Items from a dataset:
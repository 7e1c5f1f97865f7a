//! Which project, if any, is shown in the detail overlay.

use crate::content::Project;

/// At most one open project; opening another replaces it.
#[derive(Debug, Clone, Copy, Default, PartialEq, Eq)]
pub struct ProjectOverlay {
    open: Option<&'static Project>,
}

impl ProjectOverlay {
    pub fn new() -> Self {
        Self::default()
    }

    pub fn open(&mut self, project: &'static Project) {
        tracing::debug!(project = project.id, "Project overlay opened");
        self.open = Some(project);
    }

    /// Clears the selection. A no-op when nothing is open.
    pub fn close(&mut self) {
        if let Some(project) = self.open.take() {
            tracing::debug!(project = project.id, "Project overlay closed");
        }
    }

    pub fn current(&self) -> Option<&'static Project> {
        self.open
    }

    pub fn is_open(&self) -> bool {
        self.open.is_some()
    }
}
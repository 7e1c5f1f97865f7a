//! Contact section with outbound links.

use dioxus::prelude::*;

use crate::content::{ContactLink, SectionId, CONTACT_LINKS};
use crate::icons::IconGlyph;

use super::reveal::{reveal_class, transition_style, use_reveal, RevealOptions};

/// The link list enters this long after the heading.
const LINKS_DELAY_MS: u32 = 200;

#[component]
pub fn Contact() -> Element {
    let anchor = SectionId::Contact.anchor();
    let revealed = use_reveal(anchor.to_string(), RevealOptions::SECTION);
    let class = reveal_class(revealed());
    let duration = RevealOptions::SECTION.duration_ms;

    rsx! {
        section {
            id: "{anchor}",
            class: "contact-section",

            div {
                class: "contact-container {class}",
                style: "{transition_style(duration, 0)}",

                h2 { class: "section-title", "Get In Touch" }

                div {
                    class: "contact-links {class}",
                    style: "{transition_style(duration, LINKS_DELAY_MS)}",
                    for link in CONTACT_LINKS.iter().copied() {
                        ContactRow { key: "{link.label}", link }
                    }
                }
            }
        }
    }
}

#[component]
fn ContactRow(link: ContactLink) -> Element {
    rsx! {
        a {
            class: "contact-link",
            href: "{link.href}",
            target: link.external.then_some("_blank"),
            rel: link.external.then_some("noopener noreferrer"),
            IconGlyph { icon: link.icon(), class: "contact-icon" }
            "{link.label}"
        }
    }
}
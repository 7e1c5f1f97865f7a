//! Reveal-on-scroll hook.

use std::time::Duration;

use dioxus::prelude::*;

use crate::page::{disconnect_observer, observer_script, ObserverOptions};
use crate::state::{RevealLatch, VisibilityReport};

/// Time the DOM gets to mount the element before the observer looks for it.
const MOUNT_SETTLE: Duration = Duration::from_millis(50);

/// When an element counts as seen, and how long its entrance takes.
#[derive(Clone, Copy, Debug, PartialEq)]
pub struct RevealOptions {
    pub observer: ObserverOptions,
    pub duration_ms: u32,
}

impl RevealOptions {
    /// Browser frame bodies: any overlap with the viewport shrunk by 100px.
    pub const FRAME: Self = Self {
        observer: ObserverOptions {
            threshold: 0.0,
            root_margin_px: -100,
        },
        duration_ms: 500,
    };

    /// Section contents: a tenth of the section visible.
    pub const SECTION: Self = Self {
        observer: ObserverOptions {
            threshold: 0.1,
            root_margin_px: 0,
        },
        duration_ms: 800,
    };
}

/// Duration of each staggered card entrance.
pub const CARD_DURATION_MS: u32 = 500;

/// Delay added per card index.
pub const STAGGER_MS: u32 = 100;

/// Returns `true` once the element with `element_id` has been seen.
///
/// The observer is installed after mount, and disconnected when it fires or
/// when the calling component unmounts, whichever comes first.
pub fn use_reveal(element_id: String, options: RevealOptions) -> Signal<bool> {
    let mut revealed = use_signal(|| false);
    let element_id = use_hook(|| element_id);

    let task_id = element_id.clone();
    use_future(move || {
        let id = task_id.clone();
        async move {
            tokio::time::sleep(MOUNT_SETTLE).await;

            let mut latch = RevealLatch::new(options.observer.threshold);
            let mut reports = document::eval(&observer_script(&id, options.observer));
            loop {
                match reports.recv::<VisibilityReport>().await {
                    Ok(report) => {
                        if latch.observe(report) {
                            tracing::debug!(element = %id, ratio = report.ratio, "Revealed");
                            revealed.set(true);
                            break;
                        }
                    }
                    Err(e) => {
                        tracing::debug!(element = %id, error = ?e, "Visibility channel closed");
                        break;
                    }
                }
            }
            disconnect_observer(&id);
        }
    });

    use_drop(move || disconnect_observer(&element_id));

    revealed
}

/// CSS classes for an element driven by [`use_reveal`].
pub fn reveal_class(revealed: bool) -> &'static str {
    if revealed {
        "reveal revealed"
    } else {
        "reveal"
    }
}

/// Inline transition timing for a revealed element.
pub fn transition_style(duration_ms: u32, delay_ms: u32) -> String {
    format!("transition-duration: {duration_ms}ms; transition-delay: {delay_ms}ms;")
}

/// Transition timing for the `index`-th card of a staggered grid.
pub fn stagger_style(index: usize) -> String {
    transition_style(CARD_DURATION_MS, stagger_delay_ms(index))
}

pub fn stagger_delay_ms(index: usize) -> u32 {
    u32::try_from(index).unwrap_or(u32::MAX).saturating_mul(STAGGER_MS)
}
//! Error type for the portfolio library.

/// Errors raised while setting up the portfolio.
///
/// Nothing in the rendered page fails visibly; these only surface at startup.
#[derive(Debug, thiserror::Error)]
pub enum SiteError {
    #[error("typewriter needs at least one phrase")]
    EmptyPhraseList,

    #[error(transparent)]
    Logging(#[from] folio_logging::LoggingError),
}

pub type Result<T> = std::result::Result<T, SiteError>;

**BRIEF:**
Among the lines above, which ones hold the string "Copy"? Show them.

**THE ANSWER:**
#[derive(Debug, Clone, Copy, Default, PartialEq, Eq)]
#[derive(Clone, Copy, Debug, PartialEq)]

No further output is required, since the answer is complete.